___ INPUT DATA ___
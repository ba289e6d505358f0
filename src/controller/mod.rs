//! Controller vocabulary and device facts
//!
//! Two leaf types everything else builds on:
//!
//! 1. [`logical`] - the device-independent input catalog
//! 2. [`device`] - per-device capability descriptors and fingerprints
//!
//! # Architecture
//!
//! ```text
//! DeviceDescriptor ──► Fingerprint ──► identity / DB lookup
//! LogicalInput ──────► MappingProfile ──► Encoder ──► native token
//! ```

pub mod device;
pub mod logical;

pub use device::{DeviceDescriptor, Fingerprint, InputTechnology};
pub use logical::LogicalInput;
___
- PROBLEM TO WORK ON: Above are some records; repeat all of them exactly.

- ANSWER BOX:
repository ba289e6d505358f0
filename src/controller/mod.rs
//! Controller vocabulary and device facts
//!
//! Two leaf types everything else builds on:
//!
//! 1. [`logical`] - the device-independent input catalog
//! 2. [`device`] - per-device capability descriptors and fingerprints
//!
//! # Architecture
//!
//! ```text
//! DeviceDescriptor ──► Fingerprint ──► identity / DB lookup
//! LogicalInput ──────► MappingProfile ──► Encoder ──► native token
//! ```

pub mod device;
pub mod logical;

pub use device::{DeviceDescriptor, Fingerprint, InputTechnology};
pub use logical::LogicalInput;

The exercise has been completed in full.